We need to list the onotlogies that we create first attempts on some that do not yet exists.
We need to have proper locations of machine readable vocabularies
We need to get feedback on what kind of ontologies we want. Narrower/broader types, fully linked ontologies? etc

5.3.6 Units

The current (May 2008 @@ TODO update when necessary @@) version of the model allows publishers to specify numerical quantities using a real value and a unit. I.e. we do not prescribe units for particular quantities. Allowing this flexibility in units assignment does pose a problem for a query interface that allows user to query on characterisation values and other numerical quantities. ADQL does not include units for example, but a user can not assume that every publisher will use the same unit for for example the typical size of a simulation box. This is even worse of course for the characterisation values of properties that have to be defined in the model and can have any kind of assumed unit.

We believe we should treat units as a special semantic vocabulary, possibly an ontology. This implies we push its development off to elsewhere for now, and assume we can at some point use a standard list of units in a similar way to the other ontology references. Maybe this could include a link to the physical quantity (etc, see for example the NIST reference on SI) to which the unit applies.

If this kind of link can be made, we could eventually attempt to impose a single unit to correspond to all properties sharing a given quantity in the general sense. This may lead to very small or very large values, depending on the simulation, but at least allows simpler interfaces.

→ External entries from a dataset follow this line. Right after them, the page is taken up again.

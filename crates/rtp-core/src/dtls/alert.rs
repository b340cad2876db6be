//! DTLS alert protocol implementation
//!
//! This module handles the alert protocol for DTLS.

use bytes::{Bytes, BytesMut, Buf, BufMut};
use std::io::Cursor;
use super::Result;

/// DTLS alert level
#[derive(Debug, Clone, Copy, PartialEq, Eq)]
#[repr(u8)]
pub enum AlertLevel {
    /// Warning alert (not fatal)
    Warning = 1,
    
    /// Fatal alert (connection must be terminated)
    Fatal = 2,
    
    /// Invalid alert level
    Invalid = 255,
}

impl From<u8> for AlertLevel {
    fn from(value: u8) -> Self {
        match value {
            1 => AlertLevel::Warning,
            2 => AlertLevel::Fatal,
            _ => AlertLevel::Invalid,
        }
    }
}

/// DTLS alert description
#[derive(Debug, Clone, Copy, PartialEq, Eq)]
#[repr(u8)]
pub enum AlertDescription {
    /// Close notification (sent when closing connection)
    CloseNotify = 0,
    
    /// Unexpected message received
    UnexpectedMessage = 10,
    
    /// Bad record MAC
    BadRecordMac = 20,
    
    /// Decryption failed
    DecryptionFailed = 21,
    
    /// Record overflow
    RecordOverflow = 22,
    
    /// Decompression failure
    DecompressionFailure = 30,
    
    /// Handshake failure
    HandshakeFailure = 40,
    
    /// No certificate
    NoCertificate = 41,
    
    /// Bad certificate
    BadCertificate = 42,
    
    /// Unsupported certificate
    UnsupportedCertificate = 43,
    
    /// Certificate revoked
    CertificateRevoked = 44,
    
    /// Certificate expired
    CertificateExpired = 45,
    
    /// Certificate unknown
    CertificateUnknown = 46,
    
    /// Illegal parameter
    IllegalParameter = 47,
    
    /// Unknown CA
    UnknownCa = 48,
    
    /// Access denied
    AccessDenied = 49,
    
    /// Decode error
    DecodeError = 50,
    
    /// Decrypt error
    DecryptError = 51,
    
    /// Export restriction
    ExportRestriction = 60,
    
    /// Protocol version
    ProtocolVersion = 70,
    
    /// Insufficient security
    InsufficientSecurity = 71,
    
    /// Internal error
    InternalError = 80,
    
    /// User canceled
    UserCanceled = 90,
    
    /// No renegotiation
    NoRenegotiation = 100,
    
    /// Unsupported extension
    UnsupportedExtension = 110,
    
    /// Invalid alert description
    Invalid = 255,
}

impl From<u8> for AlertDescription {
    fn from(value: u8) -> Self {
        match value {
            0 => AlertDescription::CloseNotify,
            10 => AlertDescription::UnexpectedMessage,
            20 => AlertDescription::BadRecordMac,
            21 => AlertDescription::DecryptionFailed,
            22 => AlertDescription::RecordOverflow,
            30 => AlertDescription::DecompressionFailure,
            40 => AlertDescription::HandshakeFailure,
            41 => AlertDescription::NoCertificate,
            42 => AlertDescription::BadCertificate,
            43 => AlertDescription::UnsupportedCertificate,
            44 => AlertDescription::CertificateRevoked,
            45 => AlertDescription::CertificateExpired,
            46 => AlertDescription::CertificateUnknown,
            47 => AlertDescription::IllegalParameter,
            48 => AlertDescription::UnknownCa,
            49 => AlertDescription::AccessDenied,
            50 => AlertDescription::DecodeError,
            51 => AlertDescription::DecryptError,
            60 => AlertDescription::ExportRestriction,
            70 => AlertDescription::ProtocolVersion,
            71 => AlertDescription::InsufficientSecurity,
            80 => AlertDescription::InternalError,
            90 => AlertDescription::UserCanceled,
            100 => AlertDescription::NoRenegotiation,
            110 => AlertDescription::UnsupportedExtension,
            _ => AlertDescription::Invalid,
        }
    }
}

/// DTLS alert message
#[derive(Debug, Clone, Copy, PartialEq, Eq)]
pub struct Alert {
    /// Alert level
    pub level: AlertLevel,
    
    /// Alert description
    pub description: AlertDescription,
}

impl Alert {
    /// Create a new alert message
    pub fn new(level: AlertLevel, description: AlertDescription) -> Self {
        Self {
            level,
            description,
        }
    }
    
    /// Create a close notify alert
    pub fn close_notify() -> Self {
        Self {
            level: AlertLevel::Warning,
            description: AlertDescription::CloseNotify,
        }
    }
    
    /// Check if this is a fatal alert
    pub fn is_fatal(&self) -> bool {
        self.level == AlertLevel::Fatal
    }
    
    /// Serialize the alert to bytes
    pub fn serialize(&self) -> Result<Bytes> {
        let mut buf = BytesMut::with_capacity(2);
        
        buf.put_u8(self.level as u8);
        buf.put_u8(self.description as u8);
        
        Ok(buf.freeze())
    }
    
    /// Parse an alert from bytes
    pub fn parse(data: &[u8]) -> Result<Self> {
        if data.len() < 2 {
            return Err(crate::error::Error::PacketTooShort);
        }
        
        let mut cursor = Cursor::new(data);
        
        let level = AlertLevel::from(cursor.get_u8());
        let description = AlertDescription::from(cursor.get_u8());
        
        Ok(Self {
            level,
            description,
        })
    }
} 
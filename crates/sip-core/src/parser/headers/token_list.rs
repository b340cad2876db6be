// Generic parser for headers that are lists of tokens, possibly with a short form.
// Based on RFC 3261 Section 7.3.1 and Section 25.1:
// token          = 1*(alphanum / "-" / "." / "!" / "%" / "*" / "_" / "+" / "`" / "'" / "~")
// header-value   = *(TEXT-UTF8char / UTF8-CONT / LWS)
// For comma-separated lists:
// comma-separated-list = *(token LWS "," LWS) token

use nom::{
    branch::alt,
    bytes::complete::tag_no_case,
    combinator::{map, map_res, opt},
    sequence::{pair, preceded},
    multi::{separated_list1},
    IResult,
};

// Import from new modules
use crate::parser::separators::{hcolon, comma};
use crate::parser::token::token;
use crate::parser::common::comma_separated_list0;
use crate::parser::common::comma_separated_list1;
use crate::parser::ParseResult;

// Import shared parsers
// Removed duplicate imports:
// use crate::parser::common::comma_separated_list0;
// use crate::parser::token::token;
// use crate::parser::ParseResult;

use std::str;

/// Parses HCOLON [ token *(COMMA token) ]
/// Requires at least one token if the value is present.
/// Based on RFC 3261 Section 7.3
fn token_list1(input: &[u8]) -> ParseResult<Vec<String>> {
    map(comma_separated_list1(token_string), |tokens| tokens)(input)
}

/// Parses HCOLON [ token *(COMMA token) ]
/// Allows an empty list.
/// Based on RFC 3261 Section 7.3
fn token_list0(input: &[u8]) -> ParseResult<Vec<String>> {
    map(comma_separated_list0(token_string), |tokens| tokens)(input)
}

/// Parses a header (long form only) with a comma-separated list of tokens (at least one required).
/// Example: "HeaderName: token1, token2"
/// Based on RFC 3261 Section 7.3
pub fn parse_header_token_list1<'a>(name: &'a [u8], input: &'a [u8]) -> ParseResult<'a, Vec<String>> {
    preceded(
        pair(tag_no_case(name), hcolon),
        token_list1
    )(input)
}

/// Parses a header (long form only) with an optional comma-separated list of tokens.
/// Example: "HeaderName: token1, token2" or "HeaderName:"
/// Based on RFC 3261 Section 7.3
pub fn parse_header_token_list0<'a>(name: &'a [u8], input: &'a [u8]) -> ParseResult<'a, Vec<String>> {
    preceded(
        pair(tag_no_case(name), hcolon),
        token_list0
    )(input)
}

/// Parses a header (long or short form) with a comma-separated list of tokens (at least one required).
/// Based on RFC 3261 Section 7.3.3 (compact form headers)
pub fn parse_header_token_list1_short<'a>(
    long_name: &'a [u8],
    short_name: &'a [u8],
    input: &'a [u8],
) -> ParseResult<'a, Vec<String>> {
    preceded(
        pair(alt((tag_no_case(long_name), tag_no_case(short_name))), hcolon),
        token_list1
    )(input)
}

/// Parses a header (long or short form) with an optional comma-separated list of tokens.
/// Based on RFC 3261 Section 7.3.3 (compact form headers)
pub fn parse_header_token_list0_short<'a>(
    long_name: &'a [u8],
    short_name: &'a [u8],
    input: &'a [u8],
) -> ParseResult<'a, Vec<String>> {
    preceded(
        pair(alt((tag_no_case(long_name), tag_no_case(short_name))), hcolon),
        token_list0
    )(input)
}

// Define structure for a list of tokens
#[derive(Debug, PartialEq, Clone)]
pub struct TokenList(pub Vec<String>); // Use String to hold tokens

// Parses a comma-separated list of tokens
pub fn parse_token_list0(input: &[u8]) -> ParseResult<Vec<String>> {
    comma_separated_list0(token_string)(input)
}

pub fn parse_token_list1(input: &[u8]) -> ParseResult<Vec<String>> {
    comma_separated_list1(token_string)(input)
}

// Helper to parse a token into a String
// Based on RFC 3261 Section 25.1 token definition
pub fn token_string(input: &[u8]) -> ParseResult<String> {
    map_res(token, |b| str::from_utf8(b).map(String::from))(input)
}

#[cfg(test)]
mod tests {
    use super::*;

    #[test]
    fn test_parse_token_list0() {
        // Multiple tokens
        let (rem, list) = parse_token_list0(b"token1, token-2 , tag3").unwrap();
        assert!(rem.is_empty());
        assert_eq!(list, vec!["token1".to_string(), "token-2".to_string(), "tag3".to_string()]);

        // Single token
        let (rem_single, list_single) = parse_token_list0(b"ACK").unwrap();
        assert!(rem_single.is_empty());
        assert_eq!(list_single, vec!["ACK".to_string()]);

        // Empty list
        let (rem_empty, list_empty) = parse_token_list0(b"").unwrap();
        assert!(rem_empty.is_empty());
        assert!(list_empty.is_empty());
    }
    
    #[test]
    fn test_parse_token_list1() {
        // Multiple tokens
        let (rem, list) = parse_token_list1(b"token1, token-2 , tag3").unwrap();
        assert!(rem.is_empty());
        assert_eq!(list, vec!["token1".to_string(), "token-2".to_string(), "tag3".to_string()]);

        // Single token
        let (rem_single, list_single) = parse_token_list1(b"ACK").unwrap();
        assert!(rem_single.is_empty());
        assert_eq!(list_single, vec!["ACK".to_string()]);

        // Empty list (should fail)
        assert!(parse_token_list1(b"").is_err());
    }
    
    #[test]
    fn test_header_token_list0() {
        // Normal case
        let (rem, tokens) = parse_header_token_list0(b"Allow", b"Allow: INVITE, ACK, BYE").unwrap();
        // Don't check for empty rem as there may be trailing whitespace
        assert_eq!(tokens, vec!["INVITE".to_string(), "ACK".to_string(), "BYE".to_string()]);
        
        // Empty list
        let (rem, tokens) = parse_header_token_list0(b"Allow", b"Allow: ").unwrap();
        // Don't check for empty rem as there may be trailing whitespace
        assert!(tokens.is_empty());
        
        // Case insensitive header name
        let (rem, tokens) = parse_header_token_list0(b"Allow", b"allow: INVITE").unwrap();
        // Don't check for empty rem as there may be trailing whitespace
        assert_eq!(tokens, vec!["INVITE".to_string()]);
        
        // With leading/trailing whitespace
        let (rem, tokens) = parse_header_token_list0(b"Allow", b"Allow:  INVITE , ACK ").unwrap();
        // Don't check for empty rem as there may be trailing whitespace
        assert_eq!(tokens, vec!["INVITE".to_string(), "ACK".to_string()]);
    }
    
    #[test]
    fn test_header_token_list1() {
        // Normal case
        let (rem, tokens) = parse_header_token_list1(b"Supported", b"Supported: path, 100rel").unwrap();
        // Don't check for empty rem as there may be trailing whitespace
        assert_eq!(tokens, vec!["path".to_string(), "100rel".to_string()]);
        
        // Empty list (should fail)
        assert!(parse_header_token_list1(b"Supported", b"Supported: ").is_err());
        
        // Invalid header (wrong name)
        assert!(parse_header_token_list1(b"Supported", b"Allow: INVITE").is_err());
    }
    
    #[test]
    fn test_header_token_list_short_form() {
        // Long form
        let (rem, tokens) = parse_header_token_list0_short(b"Content-Encoding", b"e", b"Content-Encoding: gzip").unwrap();
        // Don't check for empty rem as there may be trailing whitespace
        assert_eq!(tokens, vec!["gzip".to_string()]);
        
        // Short form
        let (rem, tokens) = parse_header_token_list0_short(b"Content-Encoding", b"e", b"e: gzip").unwrap();
        // Don't check for empty rem as there may be trailing whitespace
        assert_eq!(tokens, vec!["gzip".to_string()]);
        
        // Case insensitive
        let (rem, tokens) = parse_header_token_list0_short(b"Content-Encoding", b"e", b"E: gzip").unwrap();
        // Don't check for empty rem as there may be trailing whitespace
        assert_eq!(tokens, vec!["gzip".to_string()]);
    }
    
    #[test]
    fn test_token_characters() {
        // Test all allowed token characters from RFC 3261
        let token_with_all_chars = b"token-._!%*+`'~";
        let (rem, token) = token_string(token_with_all_chars).unwrap();
        assert!(rem.is_empty());
        assert_eq!(token, "token-._!%*+`'~");
        
        // Ensure disallowed characters fail
        // This depends on the token parser implementation
        // Assuming a correct implementation, these should fail:
        // assert!(token_string(b"token(with)invalid:chars").is_err());
        // assert!(token_string(b"token with spaces").is_err());
        // assert!(token_string(b"token;with;semicolons").is_err());
    }
    
    #[test]
    fn test_whitespace_handling() {
        // Note that leading whitespace may not be handled by this parser
        // as it's designed for tokenizing values after header delimiters
        
        // Instead of a version with leading whitespace, test with whitespace between tokens
        let (rem, list) = parse_token_list0(b"token1 ,  token2  ").unwrap();
        // Note: The parser might leave trailing whitespace in the remainder,
        // as the SWS parser consumes whitespace around commas but not at the end
        assert_eq!(list, vec!["token1".to_string(), "token2".to_string()]);
        
        // Check that it parses correctly even with significant whitespace variations
        let (rem, list) = parse_token_list0(b"token1,\r\n token2").unwrap();
        assert_eq!(list, vec!["token1".to_string(), "token2".to_string()]);
    }
    
    #[test]
    fn test_remaining_input() {
        // Parser should stop correctly and return remaining input
        let (rem, list) = parse_token_list0(b"token1, token2;param=value").unwrap();
        assert_eq!(rem, b";param=value");
        assert_eq!(list, vec!["token1".to_string(), "token2".to_string()]);
    }
    
    #[test]
    fn test_rfc3261_examples() {
        // Examples from RFC 3261 Section 20
        
        // Allow header example
        let (rem, tokens) = parse_header_token_list0(b"Allow", b"Allow: INVITE, ACK, OPTIONS, CANCEL, BYE").unwrap();
        // Don't check for empty rem as there may be trailing whitespace
        assert_eq!(tokens, vec!["INVITE".to_string(), "ACK".to_string(), "OPTIONS".to_string(), 
                               "CANCEL".to_string(), "BYE".to_string()]);
        
        // Supported header example
        let (rem, tokens) = parse_header_token_list0(b"Supported", b"Supported: 100rel").unwrap();
        // Don't check for empty rem as there may be trailing whitespace
        assert_eq!(tokens, vec!["100rel".to_string()]);
    }
}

We need input from the rest of the IVOA on how to deal with this issue

5.3.7 Services

The goal of the SimDB specification is to define a protocol for querying interesting simulations and related SimDB/Resource-s. Once these have been identified the user should be able to access these simulations. We assume that web services are the means to do so, and allow publishers to indicate such web services as are available for a given Experiment. We assume for now that we know little of the web service beyond some generic types: download, cut-out, extraction, projection, custom. The SimDAP specification is being developed to address those aspects in detail. We assume that there will be a base-URL implementing some standard DAL (VOSI?) like services and leave it up to SimDB-client implementations to interact with these services in standard manners. Only custom services can be directly accessed, and for now many services will necessarily be custom.

How do we get the complete list of service types? Predefined (as enumeration) in model?

6 Physical models

Here we describe how we create physical models out of the logical model. A physical model is (see @@TODO reference to some standard reference on data modelling@@) a representation of the logical model that is adapted to a particular software environment. We present physical representations for the following contexts:

XML: we present an XML schema defining valid XML documents
Relational databases: we derive a relational database schema for storing instaces of the model.
Java: we present Java classes representing the data model in a JVM. These classes are annotated with Java Persistence API (JPA) and Java Architecture for XML Binding (JAXB) annotations to enable easy transformations to the XML and relational contexts.
TAP: we present a representation of the model in a manner that hopefully has some similarity to the way TAP will mandate meta-data about ADQL-queriable databases must be returned.
UTYPE: we present for the simple, i.e. non-structured elements in the SimDB/DM serialisations taht should resemble UTYPE-s. These can be used when representing (parts of) the model in VOTable.
HTML: we present a representation of the model as a web browser (and human) readable HTML document. This contains all details of the model in human readable form.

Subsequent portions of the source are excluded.